Photo-illustration: Pixabay (hpgruesen)

Today member states’ representatives in the Special Committee on Agriculture endorsed a targeted review of certain basic acts of the common agricultural policy (CAP) proposed by the European Commission as a response to the concerns voiced by farmers.

This review addresses issues encountered, for instance, with the implementation of the CAP strategic plans and aims to deliver simplification, reduce the administrative burden, and provide greater flexibility for complying with certain environmental conditionalities.

Ensuring a targeted response

The review addresses certain elements of the CAP strategic plans regulation and the regulation on the financing, management and monitoring of the common agricultural policy (the so-called ‘horizontal regulation’).

The text strikes a careful balance between the need to maintain the high level of environment and climate ambition in the current CAP and ensuring that farmers’ concerns are addressed.

Adapting conditionalities

The Special Committee on Agriculture today endorsed the changes to the Good agricultural and environmental conditions (GAEC) standards proposed by the European Commission.

GAECs are a set of nine standards beneficial to the environment and the climate that apply to farmers who receive support under the CAP. These standards are also referred to as conditionalities, given the link between respecting these requirements and the support provided to farmers.

One of the main changes is that a general provision is introduced allowing member states to grant temporary and targeted derogations from certain conditionality requirements in the event of unforeseen climate conditions that prevent farmers from complying with them. Once per year, member states will have to inform the Commission about such derogations.


On top of that, specific exemptions from certain GAEC standards are introduced, such as:

  • for GAEC 6 on soil cover during sensitive periods: member states will have more flexibility to decide which soils to protect and in which season, based on national and regional specificities
  • for GAEC 7 on crop rotation: crop rotation will remain the main practice, but member states will be able to use crop diversification as an alternative; this is less demanding for farmers, especially in areas subject to drought or high rainfall
  • for GAEC 8: farmers will only be obliged to maintain existing landscape features and will from now on be encouraged, on a voluntary basis, to keep land fallow or to create new landscape features through eco-schemes.

The endorsed revision also exempts small farms of under 10 hectares from controls and penalties related to compliance with conditionality requirements under the CAP.

Since this concerns 65 percent of CAP beneficiaries but only accounts for around 10 percent of agricultural land, it will significantly reduce the administrative burden related to controls for farmers and national administrations alike, while maintaining the environmental goals.

Photo-illustration: Unsplash (Jordan Opel)

More flexibility for member states and farmers

In line with member states’ previous demands, the review will ensure that EU countries can now amend their CAP strategic plans twice each year on a permanent basis, as opposed to once, as it currently stands.

This will provide member states with greater flexibility to address changing conditions. On top of this, it will still be possible to have three additional requests for changes over the whole programming period.

Next steps

The chair of the Special Committee on Agriculture will now send the offer letter to the European Parliament.
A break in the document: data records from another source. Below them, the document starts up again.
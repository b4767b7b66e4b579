//! Example to print the ID and title of all the dialogs.
//!
//! The `TG_ID` and `TG_HASH` environment variables must be set (learn how to do it for
//! [Windows](https://ss64.com/nt/set.html) or [Linux](https://ss64.com/bash/export.html))
//! to Telegram's API ID and API hash respectively.
//!
//! Then, run it as:
//!
//! ```sh
//! cargo run --example dialogs
//! ```

use tlgram_client::Client;
use log;
use simple_logger::SimpleLogger;
use std::env;
use tokio::{runtime, task};

type Result<T> = std::result::Result<T, Box<dyn std::error::Error>>;

const SESSION_FILE: &str = "dialogs.session";

async fn async_main() -> Result<()> {
    SimpleLogger::new()
        .with_level(log::LevelFilter::Debug)
        .init()
        .unwrap();

    let api_id = env!("TG_ID").parse().expect("TG_ID invalid");
    let api_hash = env!("TG_HASH").to_string();

    let (mut client, _authorized) = Client::builder(api_id, &api_hash)
        .interactive(true)
        .show_password_hint(true)
        .session_file(SESSION_FILE)?
        .connect()
        .await?;

    let mut sign_out = false;
    println!("Signed in!");
    match client.session().save_to_file(SESSION_FILE) {
        Ok(_) => {}
        Err(e) => {
            println!(
                "NOTE: failed to save the session, will sign out when done: {}",
                e
            );
            sign_out = true;
        }
    }

    // Obtain a `ClientHandle` to perform remote calls while `Client` drives the connection.
    //
    // This handle can be `clone()`'d around and freely moved into other tasks, so you can invoke
    // methods concurrently if you need to. While you do this, the single owned `client` is the
    // one that communicates with the network.
    //
    // The design's annoying to use for trivial sequential tasks, but is otherwise scalable.
    let mut client_handle = client.clone();
    let network_handle = task::spawn(async move { client.run_until_disconnected().await });

    let mut dialogs = client_handle.iter_dialogs();

    println!("Showing up to {} dialogs:", dialogs.total().await?);
    while let Some(dialog) = dialogs.next().await? {
        let chat = dialog.chat();
        println!("- {: >10} {}", chat.id(), chat.name());
    }

    if sign_out {
        // TODO revisit examples and get rid of "handle references" (also, this panics)
        drop(client_handle.sign_out_disconnect().await);
    }

    network_handle.await??;
    Ok(())
}

fn main() -> Result<()> {
    runtime::Builder::new_current_thread()
        .enable_all()
        .build()
        .unwrap()
        .block_on(async_main())
}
The European Parliament’s Committee for agriculture decided to use the urgent procedure for this proposal. The Parliament’s position at first reading is expected to be adopted at their plenary on 22-25 April 2024.
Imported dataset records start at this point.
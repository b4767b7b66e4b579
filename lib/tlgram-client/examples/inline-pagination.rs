//! Example to showcase how to achieve pagination with inline buttons.
//!
//! The `TG_ID` and `TG_HASH` environment variables must be set (learn how to do it for
//! [Windows](https://ss64.com/nt/set.html) or [Linux](https://ss64.com/bash/export.html))
//! to Telegram's API ID and API hash respectively.
//!
//! Then, run it as:
//!
//! ```sh
//! cargo run --example echo -- BOT_TOKEN
//! ```
//!
//! In order to achieve pagination, the button data must contain enough information for the code
//! to determine which "offset" should it use when querying additional data.
//!
//! For this example, the button contains the last two values of the fibonacci sequence where it
//! last left off, separated by a comma. This way, the code can resume.
//!
//! If there is no comma, then there is a single number, which we use to know what was clicked.
//!
//! If it's the special string "done", then we know we've reached the end (there is a limit to
//! how much data a button's payload can contain, and to keep it simple, we're storing it inline
//! in decimal, so the numbers can't get too large).

use futures_util::future::{select, Either};
use tlgram_client::session::Session;
use tlgram_client::{button, reply_markup, Client, Config, InputMessage, Update};
use simple_logger::SimpleLogger;
use std::env;
use std::pin::pin;
use tokio::{runtime, task};

type Result = std::result::Result<(), Box<dyn std::error::Error>>;

const SESSION_FILE: &str = "inline-pagination.session";

const NUMBERS_PER_PAGE: usize = 4;

// https://core.telegram.org/bots/api#inlinekeyboardbutton
const MAX_PAYLOAD_DATA_LEN: usize = 64;

/// Generate the inline keyboard reply markup with a few more numbers from the sequence.
fn fib_markup(mut a: u128, mut b: u128) -> reply_markup::Inline {
    let mut rows = Vec::with_capacity(NUMBERS_PER_PAGE + 1);
    for _ in 0..NUMBERS_PER_PAGE {
        let text = a.to_string();
        rows.push(vec![button::inline(&text, text.as_bytes())]);

        let bb = b;
        b += a;
        a = bb;
    }

    let next = format!("{a},{b}");
    if next.len() > MAX_PAYLOAD_DATA_LEN {
        rows.push(vec![button::inline("I'm satisfied!!", b"done".to_vec())]);
    } else {
        rows.push(vec![
            button::inline("Restart!", b"0,1".to_vec()),
            button::inline("More!", format!("{a},{b}").into_bytes()),
        ]);
    }
    reply_markup::inline(rows)
}

async fn handle_update(_client: Client, update: Update) -> Result {
    match update {
        Update::NewMessage(message) if message.text() == "/start" => {
            message
                .respond(InputMessage::text("Here's a fibonacci").reply_markup(&fib_markup(0, 1)))
                .await?;
        }
        Update::CallbackQuery(query) => {
            let data = std::str::from_utf8(query.data()).unwrap();
            println!("Got callback query for {data}");

            // First check special-case.
            if data == "done" {
                query.answer().edit("Glad you liked it 👍").await?;
                return Ok(());
            }

            // Otherwise get the stored number(s).
            let mut parts = data.split(',');
            let a = parts.next().unwrap().parse::<u128>().unwrap();
            if let Some(b) = parts.next() {
                let os = (0..b.len()).map(|_| 'o').collect::<String>();
                let b = b.parse::<u128>().unwrap();
                query
                    .answer()
                    .edit(
                        InputMessage::from(format!("S{os} much fibonacci 🔢"))
                            .reply_markup(&fib_markup(a, b)),
                    )
                    .await?;
            } else if a % 2 == 0 {
                query.answer().text("Even that's a number!").send().await?;
            } else {
                query.answer().alert("That's odd…").send().await?;
            }
        }
        _ => {}
    }

    Ok(())
}

async fn async_main() -> Result {
    SimpleLogger::new()
        .with_level(log::LevelFilter::Debug)
        .init()
        .unwrap();

    let api_id = env!("TG_ID").parse().expect("TG_ID invalid");
    let api_hash = env!("TG_HASH").to_string();
    let token = env::args().nth(1).expect("token missing");

    println!("Connecting to Telegram...");
    let client = Client::connect(Config {
        session: Session::load_file_or_create(SESSION_FILE)?,
        api_id,
        api_hash: api_hash.clone(),
        params: Default::default(),
    })
    .await?;
    println!("Connected!");

    if !client.is_authorized().await? {
        println!("Signing in...");
        client.bot_sign_in(&token).await?;
        client.session().save_to_file(SESSION_FILE)?;
        println!("Signed in!");
    }

    println!("Waiting for messages...");
    loop {
        let exit = pin!(async { tokio::signal::ctrl_c().await });
        let upd = pin!(async { client.next_update().await });

        let update = match select(exit, upd).await {
            Either::Left(_) => {
                println!("Exiting...");
                break;
            }
            Either::Right((u, _)) => u?,
        };

        let handle = client.clone();
        task::spawn(async move {
            if let Err(e) = handle_update(handle, update).await {
                eprintln!("Error handling updates!: {e}")
            }
        });
    }

    println!("Saving session file...");
    client.session().save_to_file(SESSION_FILE)?;
    Ok(())
}

fn main() -> Result {
    runtime::Builder::new_current_thread()
        .enable_all()
        .build()
        .unwrap()
        .block_on(async_main())
}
The regulation is then to be formally adopted by the Council, signed by the representatives of the Council and the European Parliament and published in the Official Journal. If all goes as planned, the regulation will enter into force by the end of this spring.

Given the extremely short time between the adoption of the proposal by the Commission (15 March 2024) and its envisaged entry into force, this shows the commitment of the three institutions to rapidly address the current situation of European farmers.